Jan

1

It seems to me that Goedel's "Incompleteness Theorem" proves the limits of reason, and science. That in a system complex enough to do arithmetic, that there either exist:

1 True properties that are not provable,
2. or the system is inconsistent.

If you understand his motives and what he thought his incompleteness theory proves: Platonists were right. Not the Sophist: "Man is the measure of all things", not the rigid scientist/empiricist. Nor the Mystic.

It is said that some of Goedel's decent into madness stemmed from him not understand how others could mis-understand the implications of his proof and what was so clear to him.

Few even understand what the proof, proves, let alone the implications, and fewer still the proof.

Goedel was every bit as much the genius as Einstein according to his good friend Einstein.

Jim Sogi responds:

From my read of Luck, Logic & Whies Lies by Jörg Bewersdorff, rather than the limits of reason, Goedel marked the end of a period in the history of math and the beginning of what I might describe as the probabilistic age. Many of the advances in physics and our own market science rests on probabilistic mathematics and this is the new frontier in the same way that the mathematic fiction of a limit allowed Newton to initiate modern science. To me it is a peculiar type of math with variables representing shifting penumbras, but is what gives an advantage over those relying on linear or fixed systems.

Jason Schroeder exclaims:

Don't drag Goedel into this!

Your Bayesian Vagabond cautions over exuberance concerning Mr. G proves limits.
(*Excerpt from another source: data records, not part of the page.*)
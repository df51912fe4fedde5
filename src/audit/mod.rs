//! SQLite-based session history.
//!
//! Each import or export session appends one row to
//! `<safe dir>/.safecli-audit.db`: when, what, which safe, and how it ended.
//!
//! Designed for graceful degradation: if the database can't be opened or
//! written to, sessions continue without logging.

use std::path::{Path, PathBuf};

use chrono::Utc;
use rusqlite::Connection;

/// File name of the audit database, created next to the safe.
pub const DB_FILE: &str = ".safecli-audit.db";

/// SQLite-backed audit log.
pub struct AuditLog {
    conn: Connection,
}

impl AuditLog {
    /// Open (or create) the audit database in `dir`.
    ///
    /// Returns `None` if the database can't be opened; callers treat this
    /// as "audit logging unavailable" and continue normally.
    pub fn open(dir: &Path) -> Option<Self> {
        let db_path = Self::db_path(dir);
        let conn = Connection::open(&db_path).ok()?;

        // Owner-only, like the safe itself.
        #[cfg(unix)]
        {
            use std::os::unix::fs::PermissionsExt;
            let perms = std::fs::Permissions::from_mode(0o600);
            let _ = std::fs::set_permissions(&db_path, perms);
        }

        conn.execute_batch(
            "CREATE TABLE IF NOT EXISTS audit_log (
                id        INTEGER PRIMARY KEY AUTOINCREMENT,
                timestamp TEXT NOT NULL,
                operation TEXT NOT NULL,
                safe      TEXT NOT NULL,
                details   TEXT
            );",
        )
        .ok()?;

        Some(Self { conn })
    }

    /// Record a session.  Errors are ignored.
    pub fn log(&self, operation: &str, safe: &str, details: Option<&str>) {
        let now = Utc::now().to_rfc3339();
        let _ = self.conn.execute(
            "INSERT INTO audit_log (timestamp, operation, safe, details)
             VALUES (?1, ?2, ?3, ?4)",
            rusqlite::params![now, operation, safe, details],
        );
    }

    /// Path of the audit database in `dir`.
    pub fn db_path(dir: &Path) -> PathBuf {
        dir.join(DB_FILE)
    }
}

/// Log a finished session next to `safe`.  Never fails the session.
pub fn log_session(safe: &Path, operation: &str, details: &str) {
    let dir = match safe.parent() {
        Some(parent) if !parent.as_os_str().is_empty() => parent.to_path_buf(),
        _ => PathBuf::from("."),
    };

    if let Some(audit) = AuditLog::open(&dir) {
        audit.log(operation, &safe.display().to_string(), Some(details));
    }
}
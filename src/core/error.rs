//! 评论回复流程的错误类型与恢复动作
//!
//! 与 RecoveryEngine 配合：Agent 循环内根据 ReviewError 决定 RetryWithPrompt / Degrade / Abort。

use thiserror::Error;

/// 一次评论处理中可能出现的错误
///
/// SchemaViolation / AgentLoopExceeded / IndexBuildFailure / Llm 对调用方是致命的；
/// 工具类错误（ToolUnavailable / ToolTimeout / UnknownTool）在负面回复策略内部被降级为安抚回复。
#[derive(Error, Debug)]
pub enum ReviewError {
    /// 分类器输出不符合 ReviewAssessment 结构
    #[error("Schema violation: {0}")]
    SchemaViolation(String),

    /// 检索后端失败（向量库不可用、嵌入调用失败等）
    #[error("Tool unavailable: {0}")]
    ToolUnavailable(String),

    #[error("Tool timeout: {0}")]
    ToolTimeout(String),

    #[error("Unknown tool: {0}")]
    UnknownTool(String),

    /// 工具调用循环在上限内未产出最终回复
    #[error("Agent loop exceeded {0} iterations")]
    AgentLoopExceeded(usize),

    /// 说明书索引构建失败（加载 / 分块 / 嵌入 / 持久化），不会留下部分索引
    #[error("Index build failure: {0}")]
    IndexBuildFailure(String),

    /// 模型输出的工具调用 JSON 无法解析
    #[error("JSON parse error: {0}")]
    JsonParseError(String),

    #[error("LLM error: {0}")]
    Llm(String),

    #[error("Config error: {0}")]
    Config(String),
}

/// 恢复引擎根据错误类型给出的建议动作
#[derive(Debug, Clone, PartialEq, Eq)]
pub enum RecoveryAction {
    /// 将提示注入下一轮，让 LLM 重新输出（如工具调用 JSON 格式错误）
    RetryWithPrompt(String),
    /// 工具失败：把失败说明作为 Observation 回写，引导模型生成安抚性回复
    Degrade(String),
    /// 终止当前调用，错误原样上抛
    Abort,
}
Moving to probabilities does not remove the problem. Probabilities are deductions taken under uncertainty. Otherwise probabilities, including the famous 0 and 1, are mental fixations aiding the proving/deducing process. Incompleteness holds that that abstract process cannot prove everything. Some things require a different tactic or strategy.

More symbols (limits and penumbras and strings of numerals) do not create more possibilities to defeat incompleteness. We all gotta work for our dinner intellectually. Take the risks and change the rules.

Mr. G proves Hilbert championed a dead-end. The scientific air at the time was using phrase  "final solution" voiced by Hilbert and his groupies. The German politicians were just being savvy by bringing the notion to the people. Showing the axiomatization, or encoding, or formalistic pretensions that the averagely clever think they automate mapping out a solutions before taking to the field.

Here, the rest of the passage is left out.